(Stored items from a collection)
•••••

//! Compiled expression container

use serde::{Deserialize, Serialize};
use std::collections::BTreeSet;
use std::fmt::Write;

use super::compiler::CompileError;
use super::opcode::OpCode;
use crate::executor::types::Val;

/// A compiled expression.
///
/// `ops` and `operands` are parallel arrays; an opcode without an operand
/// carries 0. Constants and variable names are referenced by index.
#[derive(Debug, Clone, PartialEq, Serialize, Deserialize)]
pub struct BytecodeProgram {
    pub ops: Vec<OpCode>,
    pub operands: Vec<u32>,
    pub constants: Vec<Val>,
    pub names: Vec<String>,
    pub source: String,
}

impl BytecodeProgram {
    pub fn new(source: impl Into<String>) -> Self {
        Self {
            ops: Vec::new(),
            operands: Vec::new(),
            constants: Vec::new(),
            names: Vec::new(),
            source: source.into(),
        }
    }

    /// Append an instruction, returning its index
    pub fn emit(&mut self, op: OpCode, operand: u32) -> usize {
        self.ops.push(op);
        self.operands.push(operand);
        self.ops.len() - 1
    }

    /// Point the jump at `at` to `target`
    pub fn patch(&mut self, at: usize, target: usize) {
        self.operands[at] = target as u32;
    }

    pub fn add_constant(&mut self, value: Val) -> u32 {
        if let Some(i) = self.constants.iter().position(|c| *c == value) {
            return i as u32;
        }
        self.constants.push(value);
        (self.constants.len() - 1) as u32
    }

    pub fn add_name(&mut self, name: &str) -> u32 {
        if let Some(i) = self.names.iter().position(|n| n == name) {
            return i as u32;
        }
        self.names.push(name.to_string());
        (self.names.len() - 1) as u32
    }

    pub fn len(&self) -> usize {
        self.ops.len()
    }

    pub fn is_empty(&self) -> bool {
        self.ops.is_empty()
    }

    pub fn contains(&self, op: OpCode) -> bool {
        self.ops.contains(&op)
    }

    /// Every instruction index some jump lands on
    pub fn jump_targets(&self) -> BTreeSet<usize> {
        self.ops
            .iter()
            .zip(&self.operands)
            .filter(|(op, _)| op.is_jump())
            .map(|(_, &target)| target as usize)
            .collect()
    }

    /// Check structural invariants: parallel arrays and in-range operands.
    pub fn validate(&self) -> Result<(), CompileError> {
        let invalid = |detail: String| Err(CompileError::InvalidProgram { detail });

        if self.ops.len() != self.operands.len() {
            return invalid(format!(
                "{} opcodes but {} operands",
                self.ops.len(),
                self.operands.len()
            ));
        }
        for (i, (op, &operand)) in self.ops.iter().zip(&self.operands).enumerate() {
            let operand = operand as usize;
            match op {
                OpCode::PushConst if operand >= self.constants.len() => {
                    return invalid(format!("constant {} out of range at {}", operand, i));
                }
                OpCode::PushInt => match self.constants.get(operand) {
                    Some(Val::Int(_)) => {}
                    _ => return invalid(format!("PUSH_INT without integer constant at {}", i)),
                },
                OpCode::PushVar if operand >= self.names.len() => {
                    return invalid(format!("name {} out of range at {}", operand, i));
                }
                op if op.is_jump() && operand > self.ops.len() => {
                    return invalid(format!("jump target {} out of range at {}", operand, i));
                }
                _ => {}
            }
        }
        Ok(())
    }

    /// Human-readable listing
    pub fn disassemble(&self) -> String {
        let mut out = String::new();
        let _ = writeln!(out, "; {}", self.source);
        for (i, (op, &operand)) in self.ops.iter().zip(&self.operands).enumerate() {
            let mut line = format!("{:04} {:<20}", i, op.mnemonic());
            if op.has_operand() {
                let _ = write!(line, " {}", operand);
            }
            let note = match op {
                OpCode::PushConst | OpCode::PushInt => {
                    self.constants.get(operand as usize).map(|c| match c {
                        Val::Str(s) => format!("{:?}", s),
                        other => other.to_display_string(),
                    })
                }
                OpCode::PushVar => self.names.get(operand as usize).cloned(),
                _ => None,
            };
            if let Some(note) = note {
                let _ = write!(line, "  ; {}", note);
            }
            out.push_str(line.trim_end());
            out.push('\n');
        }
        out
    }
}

•••••

* _Your assignment_: Each entry needs to be written out again, exactly as given.

* _Answer below_:
//! Compiled expression container

use serde::{Deserialize, Serialize};
use std::collections::BTreeSet;
use std::fmt::Write;

use super::compiler::CompileError;
use super::opcode::OpCode;
use crate::executor::types::Val;

/// A compiled expression.
///
/// `ops` and `operands` are parallel arrays; an opcode without an operand
/// carries 0. Constants and variable names are referenced by index.
#[derive(Debug, Clone, PartialEq, Serialize, Deserialize)]
pub struct BytecodeProgram {
    pub ops: Vec<OpCode>,
    pub operands: Vec<u32>,
    pub constants: Vec<Val>,
    pub names: Vec<String>,
    pub source: String,
}

impl BytecodeProgram {
    pub fn new(source: impl Into<String>) -> Self {
        Self {
            ops: Vec::new(),
            operands: Vec::new(),
            constants: Vec::new(),
            names: Vec::new(),
            source: source.into(),
        }
    }

    /// Append an instruction, returning its index
    pub fn emit(&mut self, op: OpCode, operand: u32) -> usize {
        self.ops.push(op);
        self.operands.push(operand);
        self.ops.len() - 1
    }

    /// Point the jump at `at` to `target`
    pub fn patch(&mut self, at: usize, target: usize) {
        self.operands[at] = target as u32;
    }

    pub fn add_constant(&mut self, value: Val) -> u32 {
        if let Some(i) = self.constants.iter().position(|c| *c == value) {
            return i as u32;
        }
        self.constants.push(value);
        (self.constants.len() - 1) as u32
    }

    pub fn add_name(&mut self, name: &str) -> u32 {
        if let Some(i) = self.names.iter().position(|n| n == name) {
            return i as u32;
        }
        self.names.push(name.to_string());
        (self.names.len() - 1) as u32
    }

    pub fn len(&self) -> usize {
        self.ops.len()
    }

    pub fn is_empty(&self) -> bool {
        self.ops.is_empty()
    }

    pub fn contains(&self, op: OpCode) -> bool {
        self.ops.contains(&op)
    }

    /// Every instruction index some jump lands on
    pub fn jump_targets(&self) -> BTreeSet<usize> {
        self.ops
            .iter()
            .zip(&self.operands)
            .filter(|(op, _)| op.is_jump())
            .map(|(_, &target)| target as usize)
            .collect()
    }

    /// Check structural invariants: parallel arrays and in-range operands.
    pub fn validate(&self) -> Result<(), CompileError> {
        let invalid = |detail: String| Err(CompileError::InvalidProgram { detail });

        if self.ops.len() != self.operands.len() {
            return invalid(format!(
                "{} opcodes but {} operands",
                self.ops.len(),
                self.operands.len()
            ));
        }
        for (i, (op, &operand)) in self.ops.iter().zip(&self.operands).enumerate() {
            let operand = operand as usize;
            match op {
                OpCode::PushConst if operand >= self.constants.len() => {
                    return invalid(format!("constant {} out of range at {}", operand, i));
                }
                OpCode::PushInt => match self.constants.get(operand) {
                    Some(Val::Int(_)) => {}
                    _ => return invalid(format!("PUSH_INT without integer constant at {}", i)),
                },
                OpCode::PushVar if operand >= self.names.len() => {
                    return invalid(format!("name {} out of range at {}", operand, i));
                }
                op if op.is_jump() && operand > self.ops.len() => {
                    return invalid(format!("jump target {} out of range at {}", operand, i));
                }
                _ => {}
            }
        }
        Ok(())
    }

    /// Human-readable listing
    pub fn disassemble(&self) -> String {
        let mut out = String::new();
        let _ = writeln!(out, "; {}", self.source);
        for (i, (op, &operand)) in self.ops.iter().zip(&self.operands).enumerate() {
            let mut line = format!("{:04} {:<20}", i, op.mnemonic());
            if op.has_operand() {
                let _ = write!(line, " {}", operand);
            }
            let note = match op {
                OpCode::PushConst | OpCode::PushInt => {
                    self.constants.get(operand as usize).map(|c| match c {
                        Val::Str(s) => format!("{:?}", s),
                        other => other.to_display_string(),
                    })
                }
                OpCode::PushVar => self.names.get(operand as usize).cloned(),
                _ => None,
            };
            if let Some(note) = note {
                let _ = write!(line, "  ; {}", note);
            }
            out.push_str(line.trim_end());
            out.push('\n');
        }
        out
    }
}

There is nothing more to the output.